Hoy me gustaría hablar de William Randolph Hearst, un personaje que a pasado a la posteridad con una etiqueta que, al igual que Leopoldo de Bélgica o Schindler, creo que no le corresponde.
Multimillonario, excéntrico, magnate del mundo periodístico, casi-presidente de los EEUU, precursor de la prensa amarillista, la Guerra de Cuba (a él le debemos la famosa frase "dadme las imágenes y yo pondré la guerra") y amante del arte, contrató a marchantes de dudosa moralidad para que se apropiaran de las obras europeas más significativas en el período de entreguerras.
Aún hay muchos que no sabrían decir si fue un filántropo o un caprichoso expoliador.
En los primeros años del s.XX sacó de Europa una ingente cantidad de obras, casi tantas que sería imposible hacer aquí una relación, con destino a América.
Solo tenía que señalar con el dedo, "lo quiero", y tenía una horda de trabajadores dispuestos a hacer lo imposible para cumplir sus sueños.
Muchas de ellas no serían ni siquiera desembaladas, ni siquiera llegó a verlas, solo le enviaban las fotos y le decían "mira que bonito lo que he encontrado", y ya estaba rumbo a los EEUU.
En España, sus marchantes fueron el matrimonio Byne, quienes le ofrecieron comprar nada menos que un monasterio cisterciense.
Y Randolph, caprichoso como era, dijo que lo quería.
De esta manera se llevó piedra a piedra, entre otros, el maravilloso monasterio segoviano de Sacramenia en Segovia y el de Óvila de Guadalajara.
No le importó que la obra fuera descuartizada, sin pensar en que había sido concebida para ser emplazada en un lugar, que perdía su sentido, su espiritualidad, su razón de ser. Él lo quería.
A su favor hay que decir que dió trabajo, y mucho dinero por la compra, a gente inculta y rural que no entendía de arte, pero que necesitaba ingresos desesperadamente en una época de crisis.
Pocas fueron las voces discordantes, pero muchos más se acordaron de ellas cuando el crack del 29 golpeó con fuerza el Imperio Hearst y las piedras quedaron abandonadas en el Botanical Garden de San Francisco.
Desmembrado, roto y olvidado, el monasterio yace hoy, piedra a piedra, en las esquinas más recónditas del Parque, viendo a paseantes caminar entre ellas, quizás algún avispado geólogo que se pregunte qué hace una piedra arenisca marcada con un símbolo de cantería, sin saber que a miles de km descansan las piedras restantes en un lugar en ruinas que una vez fue espléndido y acogió los rezos y la fe de hombres del medievo español.
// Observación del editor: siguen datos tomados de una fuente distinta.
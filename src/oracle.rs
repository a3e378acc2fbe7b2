//! Reference primitive providers.
//!
//! The generator never computes curve arithmetic itself; it asks a trusted
//! provider for every expected value. Widths are checked by the provider so
//! a malformed input surfaces as [`Error::Oracle`] instead of a panic.

use ed25519_dalek::{Signature, Signer, SigningKey, Verifier, VerifyingKey};
use x25519_dalek::{PublicKey, StaticSecret};

use crate::error::{Error, Result};

pub const X25519_KEY_SIZE: usize = 32;
pub const ED25519_SEED_SIZE: usize = 32;
pub const ED25519_PUBLIC_KEY_SIZE: usize = 32;
pub const ED25519_SIGNATURE_SIZE: usize = 64;

/// Ground truth for X25519 and Ed25519.
///
/// Implementations must be deterministic: the same inputs always yield the
/// same outputs.
pub trait ReferenceProvider {
    /// Short name used in logs.
    fn name(&self) -> &str;

    /// Public key for an X25519 private key. Clamping is the provider's job.
    fn x25519_public(&self, private: &[u8]) -> Result<[u8; X25519_KEY_SIZE]>;

    /// Shared secret of `private` with `peer_public`.
    fn x25519_shared(&self, private: &[u8], peer_public: &[u8]) -> Result<[u8; X25519_KEY_SIZE]>;

    /// Public key for an Ed25519 seed.
    fn ed25519_public(&self, seed: &[u8]) -> Result<[u8; ED25519_PUBLIC_KEY_SIZE]>;

    /// Deterministic signature over `message` by the key expanded from `seed`.
    fn ed25519_sign(&self, seed: &[u8], message: &[u8]) -> Result<[u8; ED25519_SIGNATURE_SIZE]>;

    /// Whether `signature` is valid for `message` under `public`.
    fn ed25519_verify(&self, public: &[u8], message: &[u8], signature: &[u8]) -> Result<bool>;
}

fn fixed<const N: usize>(operation: &'static str, what: &str, bytes: &[u8]) -> Result<[u8; N]> {
    bytes.try_into().map_err(|_| {
        Error::oracle(
            operation,
            format!("{what} must be {N} bytes, got {}", bytes.len()),
        )
    })
}

/// Provider backed by `x25519-dalek` and `ed25519-dalek`.
#[derive(Debug, Default, Clone, Copy)]
pub struct DalekOracle;

impl DalekOracle {
    pub fn new() -> Self {
        DalekOracle
    }

    fn signing_key(operation: &'static str, seed: &[u8]) -> Result<SigningKey> {
        let seed: [u8; ED25519_SEED_SIZE] = fixed(operation, "seed", seed)?;
        Ok(SigningKey::from_bytes(&seed))
    }
}

impl ReferenceProvider for DalekOracle {
    fn name(&self) -> &str {
        "dalek"
    }

    fn x25519_public(&self, private: &[u8]) -> Result<[u8; X25519_KEY_SIZE]> {
        let private: [u8; X25519_KEY_SIZE] = fixed("x25519 public key", "private key", private)?;
        let secret = StaticSecret::from(private);
        Ok(PublicKey::from(&secret).to_bytes())
    }

    fn x25519_shared(&self, private: &[u8], peer_public: &[u8]) -> Result<[u8; X25519_KEY_SIZE]> {
        let private: [u8; X25519_KEY_SIZE] = fixed("x25519 exchange", "private key", private)?;
        let peer: [u8; X25519_KEY_SIZE] = fixed("x25519 exchange", "peer public key", peer_public)?;
        let secret = StaticSecret::from(private);
        let shared = secret.diffie_hellman(&PublicKey::from(peer));
        Ok(shared.to_bytes())
    }

    fn ed25519_public(&self, seed: &[u8]) -> Result<[u8; ED25519_PUBLIC_KEY_SIZE]> {
        let signing_key = Self::signing_key("ed25519 public key", seed)?;
        Ok(signing_key.verifying_key().to_bytes())
    }

    fn ed25519_sign(&self, seed: &[u8], message: &[u8]) -> Result<[u8; ED25519_SIGNATURE_SIZE]> {
        let signing_key = Self::signing_key("ed25519 sign", seed)?;
        Ok(signing_key.sign(message).to_bytes())
    }

    fn ed25519_verify(&self, public: &[u8], message: &[u8], signature: &[u8]) -> Result<bool> {
        let public: [u8; ED25519_PUBLIC_KEY_SIZE] =
            fixed("ed25519 verify", "public key", public)?;
        let signature: [u8; ED25519_SIGNATURE_SIZE] =
            fixed("ed25519 verify", "signature", signature)?;
        let verifying_key = VerifyingKey::from_bytes(&public)
            .map_err(|e| Error::oracle("ed25519 verify", e))?;
        let signature = Signature::from_bytes(&signature);
        Ok(verifying_key.verify(message, &signature).is_ok())
    }
}

#[cfg(test)]
mod tests {
    use super::*;

    fn unhex<const N: usize>(s: &str) -> [u8; N] {
        hex::decode(s).unwrap().try_into().unwrap()
    }

    #[test]
    fn rfc7748_exchange() {
        let oracle = DalekOracle::new();
        let alice: [u8; 32] =
            unhex("77076d0a7318a57d3c16c17251b26645df4c2f87ebc0992ab177fba51db92c2a");
        let bob: [u8; 32] =
            unhex("5dab087e624a8a4b79e17f8b83800ee66f3bb1292618b6fd1c2f8b27ff88e0eb");

        let alice_public = oracle.x25519_public(&alice).unwrap();
        let bob_public = oracle.x25519_public(&bob).unwrap();
        assert_eq!(
            hex::encode(alice_public),
            "8520f0098930a754748b7ddcb43ef75a0dbf3a0d26381af4eba4a98eaa9b4e6a"
        );
        assert_eq!(
            hex::encode(bob_public),
            "de9edb7d7b7dc1b4d35b61c2ece435373f8343c85b78674dadfc7e146f882b4f"
        );

        let shared_ab = oracle.x25519_shared(&alice, &bob_public).unwrap();
        let shared_ba = oracle.x25519_shared(&bob, &alice_public).unwrap();
        assert_eq!(shared_ab, shared_ba);
        assert_eq!(
            hex::encode(shared_ab),
            "4a5d9d5ba4ce2de1728e3bf480350f25e07e21c947d19e3376f09b3c1e161742"
        );
    }

    #[test]
    fn rfc8032_test2_sign_and_verify() {
        let oracle = DalekOracle::new();
        let seed: [u8; 32] =
            unhex("4ccd089b28ff96da9db6c346ec114e0f5b8a319f35aba624da8cf6ed4fb8a6fb");
        let message = [0x72u8];

        let public = oracle.ed25519_public(&seed).unwrap();
        assert_eq!(
            hex::encode(public),
            "3d4017c3e843895a92b70aa74d1b7ebc9c982ccf2ec4968cc0cd55f12af4660c"
        );
        let signature = oracle.ed25519_sign(&seed, &message).unwrap();
        assert_eq!(
            hex::encode(signature),
            "92a009a9f0d4cab8720e820b5f642540a2b27b5416503f8fb3762223ebdb69da\
             085ac1e43e15996e458f3613d0f11d8c387b2eaeb4302aeeb00d291612bb0c00"
        );
        assert!(oracle.ed25519_verify(&public, &message, &signature).unwrap());
        assert!(!oracle.ed25519_verify(&public, &[0x73], &signature).unwrap());
    }

    #[test]
    fn wrong_width_is_an_oracle_error() {
        let oracle = DalekOracle::new();
        assert!(matches!(
            oracle.x25519_public(&[0u8; 31]),
            Err(Error::Oracle { .. })
        ));
        assert!(matches!(
            oracle.x25519_shared(&[0u8; 32], &[9u8; 33]),
            Err(Error::Oracle { .. })
        ));
        assert!(matches!(
            oracle.ed25519_sign(&[0u8; 16], b"m"),
            Err(Error::Oracle { .. })
        ));
        assert!(matches!(
            oracle.ed25519_verify(&[0u8; 32], b"m", &[0u8; 63]),
            Err(Error::Oracle { .. })
        ));
    }
}
// Generate the massive X25519/Ed25519 conformance and benchmark harness
// Run: cargo run --release --bin gen_massive_harness -- --output test-massive.js

use std::path::PathBuf;

use anyhow::{Context, Result};
use c25519_harness_gen::{generate_to_file, DalekOracle, GeneratorConfig, Variant};
use clap::Parser;
use tracing::info;
use tracing_subscriber::EnvFilter;

/// Write a harness that checks every implementation variant against fresh
/// reference vectors
#[derive(Parser, Debug)]
#[command(author, version, about, long_about = None)]
struct Args {
    /// Where to write the harness
    #[arg(short, long, default_value = "test-massive.js")]
    output: PathBuf,

    /// YAML file with generator settings; flags below override it
    #[arg(long)]
    config: Option<PathBuf>,

    /// Number of random X25519 cases
    #[arg(long)]
    exchange_cases: Option<usize>,

    /// Number of random Ed25519 cases
    #[arg(long)]
    signature_cases: Option<usize>,

    /// Width in bytes of sampled private keys and seeds
    #[arg(long)]
    key_width: Option<usize>,

    /// Shortest random message in bytes
    #[arg(long)]
    min_message_len: Option<usize>,

    /// Longest random message in bytes
    #[arg(long)]
    max_message_len: Option<usize>,

    /// Implementation variant as label=path, repeatable; replaces the defaults
    #[arg(long = "variant", value_parser = parse_variant)]
    variants: Vec<Variant>,

    /// Skip the published RFC vectors
    #[arg(long, default_value_t = false)]
    no_known_answers: bool,

    /// Log Level (ERROR/WARN/INFO/DEBUG/TRACE)
    #[arg(long, default_value_t = String::from("info"))]
    log_level: String,
}

fn parse_variant(text: &str) -> std::result::Result<Variant, String> {
    Variant::parse(text).map_err(|e| e.to_string())
}

fn init_logging(level: &str) -> Result<()> {
    let filter = EnvFilter::try_from_default_env()
        .or_else(|_| EnvFilter::try_new(level))
        .with_context(|| format!("invalid log level {level}"))?;
    tracing_subscriber::fmt()
        .with_env_filter(filter)
        .with_writer(std::io::stderr)
        .init();
    Ok(())
}

fn load_config(args: &Args) -> Result<GeneratorConfig> {
    let mut config = match &args.config {
        Some(path) => GeneratorConfig::from_yaml_file(path)
            .with_context(|| format!("reading {}", path.display()))?,
        None => GeneratorConfig::default(),
    };

    if let Some(n) = args.exchange_cases {
        config.exchange_cases = n;
    }
    if let Some(n) = args.signature_cases {
        config.signature_cases = n;
    }
    if let Some(n) = args.key_width {
        config.private_key_width = n;
    }
    if let Some(n) = args.min_message_len {
        config.min_message_len = n;
    }
    if let Some(n) = args.max_message_len {
        config.max_message_len = n;
    }
    if !args.variants.is_empty() {
        config.variants = args.variants.clone();
    }
    if args.no_known_answers {
        config.known_answers = false;
    }

    config.validate()?;
    Ok(config)
}

fn main() -> Result<()> {
    let args = Args::parse();
    init_logging(&args.log_level)?;

    let config = load_config(&args)?;
    info!(
        exchange = config.exchange_cases,
        signature = config.signature_cases,
        variants = config.variants.len(),
        "generating harness"
    );

    let summary = generate_to_file(
        &DalekOracle::new(),
        &config,
        &mut rand::thread_rng(),
        &args.output,
    )
    .context("harness generation failed")?;

    eprintln!(
        "Written to {} ({} X25519 cases, {} Ed25519 cases, {} bytes)",
        args.output.display(),
        summary.exchange_cases,
        summary.signature_cases,
        summary.artifact_bytes
    );
    Ok(())
}
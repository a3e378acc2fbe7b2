//! Byte buffers as JavaScript literals.
//!
//! A literal is an expression, not a shared constant: every evaluation of
//! `Uint8Array.from(atob('...'), e => e.charCodeAt())` allocates a fresh
//! buffer, so a case can compare several copies without aliasing.

use base64::{engine::general_purpose::STANDARD, Engine as _};

use crate::error::{Error, Result};

const LITERAL_PREFIX: &str = "Uint8Array.from(atob('";
const LITERAL_SUFFIX: &str = "'), e => e.charCodeAt())";

/// Render `data` as an expression that rebuilds the same bytes at runtime.
pub fn encode_literal(data: &[u8]) -> String {
    let encoded = STANDARD.encode(data);
    let mut literal =
        String::with_capacity(LITERAL_PREFIX.len() + encoded.len() + LITERAL_SUFFIX.len());
    literal.push_str(LITERAL_PREFIX);
    literal.push_str(&encoded);
    literal.push_str(LITERAL_SUFFIX);
    literal
}

/// Recover the bytes carried by a literal produced by [`encode_literal`].
pub fn decode_literal(literal: &str) -> Result<Vec<u8>> {
    let payload = literal
        .trim()
        .strip_prefix(LITERAL_PREFIX)
        .and_then(|rest| rest.strip_suffix(LITERAL_SUFFIX))
        .ok_or_else(|| Error::Encoding(format!("not a Uint8Array literal: {literal:.48}")))?;
    STANDARD
        .decode(payload)
        .map_err(|e| Error::Encoding(e.to_string()))
}
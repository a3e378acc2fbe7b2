//! Generator configuration.
//!
//! Values are layered: built-in defaults, then an optional YAML file, then
//! whatever the command line overrides.

use std::collections::HashSet;
use std::fs;
use std::path::Path;

use serde::{Deserialize, Serialize};

use crate::error::{Error, Result};

pub const DEFAULT_EXCHANGE_CASES: usize = 512;
pub const DEFAULT_SIGNATURE_CASES: usize = 256;
pub const DEFAULT_PRIVATE_KEY_WIDTH: usize = 32;
pub const DEFAULT_MIN_MESSAGE_LEN: usize = 1;
pub const DEFAULT_MAX_MESSAGE_LEN: usize = 131072;
/// Upper bound accepted for `max_message_len`; every random message is
/// held in memory and inlined into the artifact.
pub const MESSAGE_LEN_LIMIT: usize = 16 * 1024 * 1024;

/// One build of the implementation under test.
#[derive(Debug, Clone, PartialEq, Eq, Serialize, Deserialize)]
pub struct Variant {
    /// Label printed in front of every report line.
    pub label: String,
    /// Module path handed to `require` by the harness.
    pub module: String,
}

impl Variant {
    pub fn new(label: impl Into<String>, module: impl Into<String>) -> Self {
        Variant {
            label: label.into(),
            module: module.into(),
        }
    }

    /// Parse the `label=path` form used on the command line.
    pub fn parse(text: &str) -> Result<Self> {
        match text.split_once('=') {
            Some((label, module)) if !label.trim().is_empty() && !module.trim().is_empty() => {
                Ok(Variant::new(label.trim(), module.trim()))
            }
            _ => Err(Error::Config(format!(
                "variant `{text}` is not of the form label=path"
            ))),
        }
    }
}

/// The size-optimized and speed-optimized builds, in that order.
pub fn default_variants() -> Vec<Variant> {
    vec![
        Variant::new("size", "./dist/c25519-wasm.size.min.js"),
        Variant::new("speed", "./dist/c25519-wasm.speed.min.js"),
    ]
}

#[derive(Debug, Clone, PartialEq, Eq, Serialize, Deserialize)]
#[serde(default, deny_unknown_fields)]
pub struct GeneratorConfig {
    pub exchange_cases: usize,
    pub signature_cases: usize,
    pub private_key_width: usize,
    pub min_message_len: usize,
    pub max_message_len: usize,
    /// Prepend the published RFC vectors before the random cases.
    pub known_answers: bool,
    pub variants: Vec<Variant>,
}

impl Default for GeneratorConfig {
    fn default() -> Self {
        GeneratorConfig {
            exchange_cases: DEFAULT_EXCHANGE_CASES,
            signature_cases: DEFAULT_SIGNATURE_CASES,
            private_key_width: DEFAULT_PRIVATE_KEY_WIDTH,
            min_message_len: DEFAULT_MIN_MESSAGE_LEN,
            max_message_len: DEFAULT_MAX_MESSAGE_LEN,
            known_answers: true,
            variants: default_variants(),
        }
    }
}

impl GeneratorConfig {
    pub fn from_yaml_str(text: &str) -> Result<Self> {
        let config: GeneratorConfig = serde_yaml::from_str(text)?;
        Ok(config)
    }

    pub fn from_yaml_file(path: impl AsRef<Path>) -> Result<Self> {
        let text = fs::read_to_string(path)?;
        Self::from_yaml_str(&text)
    }

    /// Key width is not checked here: a wrong width is left for the oracle
    /// to reject.
    pub fn validate(&self) -> Result<()> {
        if self.min_message_len == 0 {
            return Err(Error::Config("min_message_len must be at least 1".into()));
        }
        if self.max_message_len > MESSAGE_LEN_LIMIT {
            return Err(Error::Config(format!(
                "max_message_len {} exceeds the limit of {MESSAGE_LEN_LIMIT} bytes",
                self.max_message_len
            )));
        }
        if self.min_message_len > self.max_message_len {
            return Err(Error::Config(format!(
                "message length range [{}, {}] is empty",
                self.min_message_len, self.max_message_len
            )));
        }
        if self.variants.is_empty() {
            return Err(Error::Config("at least one variant is required".into()));
        }
        let mut seen = HashSet::new();
        for variant in &self.variants {
            if variant.label.is_empty() || variant.module.is_empty() {
                return Err(Error::Config(format!(
                    "variant `{}` has an empty label or module",
                    variant.label
                )));
            }
            if !seen.insert(variant.label.as_str()) {
                return Err(Error::Config(format!(
                    "variant label `{}` is used twice",
                    variant.label
                )));
            }
        }
        Ok(())
    }
}

#[cfg(test)]
mod tests {
    use super::*;

    #[test]
    fn defaults_match_the_massive_suite() {
        let config = GeneratorConfig::default();
        assert_eq!(config.exchange_cases, 512);
        assert_eq!(config.signature_cases, 256);
        assert_eq!(config.private_key_width, 32);
        assert_eq!((config.min_message_len, config.max_message_len), (1, 131072));
        assert_eq!(config.variants.len(), 2);
        assert_eq!(config.variants[0].label, "size");
        assert_eq!(config.variants[1].label, "speed");
        config.validate().unwrap();
    }

    #[test]
    fn yaml_overrides_only_what_it_names() {
        let config = GeneratorConfig::from_yaml_str(concat!(
            "exchange_cases: 4\n",
            "max_message_len: 64\n",
            "variants:\n",
            "  - label: ref\n",
            "    module: ./ref.js\n",
        ))
        .unwrap();
        assert_eq!(config.exchange_cases, 4);
        assert_eq!(config.signature_cases, DEFAULT_SIGNATURE_CASES);
        assert_eq!(config.max_message_len, 64);
        assert_eq!(config.variants, vec![Variant::new("ref", "./ref.js")]);
    }

    #[test]
    fn unknown_yaml_keys_are_rejected() {
        assert!(matches!(
            GeneratorConfig::from_yaml_str("exchange_case: 4\n"),
            Err(Error::ConfigFile(_))
        ));
    }

    #[test]
    fn validate_rejects_bad_ranges_and_variants() {
        let mut config = GeneratorConfig {
            min_message_len: 10,
            max_message_len: 9,
            ..Default::default()
        };
        assert!(config.validate().is_err());

        config.max_message_len = 10;
        config.validate().unwrap();

        config.min_message_len = 0;
        assert!(matches!(config.validate(), Err(Error::Config(_))));
        config.min_message_len = 10;

        config.max_message_len = usize::MAX;
        assert!(matches!(config.validate(), Err(Error::Config(_))));
        config.max_message_len = MESSAGE_LEN_LIMIT;
        config.validate().unwrap();
        config.max_message_len = 10;

        config.variants.push(Variant::new("size", "./other.js"));
        assert!(config.validate().is_err());

        config.variants.clear();
        assert!(config.validate().is_err());
    }

    #[test]
    fn variant_parse() {
        assert_eq!(
            Variant::parse("simd=./dist/c25519-wasm.simd.min.js").unwrap(),
            Variant::new("simd", "./dist/c25519-wasm.simd.min.js")
        );
        assert!(Variant::parse("no-separator").is_err());
        assert!(Variant::parse("=./x.js").is_err());
    }
}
Afortunadamente, el monasterio de Sacramenia corrió mejor suerte, pudo ser reconstruido y hoy en día acoge banquetes de boda en Florida organizados por una comunidad evangelista protestante.
Creo que si las piedras hablaran, llorarían, no solo porque la húmedad tropical de Miami les hace sufrir cubriéndolas de musgos y fracturas internas, sino porque no entienden que una vez tuvieron una símbología gloriosa, una entidad, una imagen soberbia... y ahora están vacías de significado gracias al capricho humano. El mismo que le dió vida.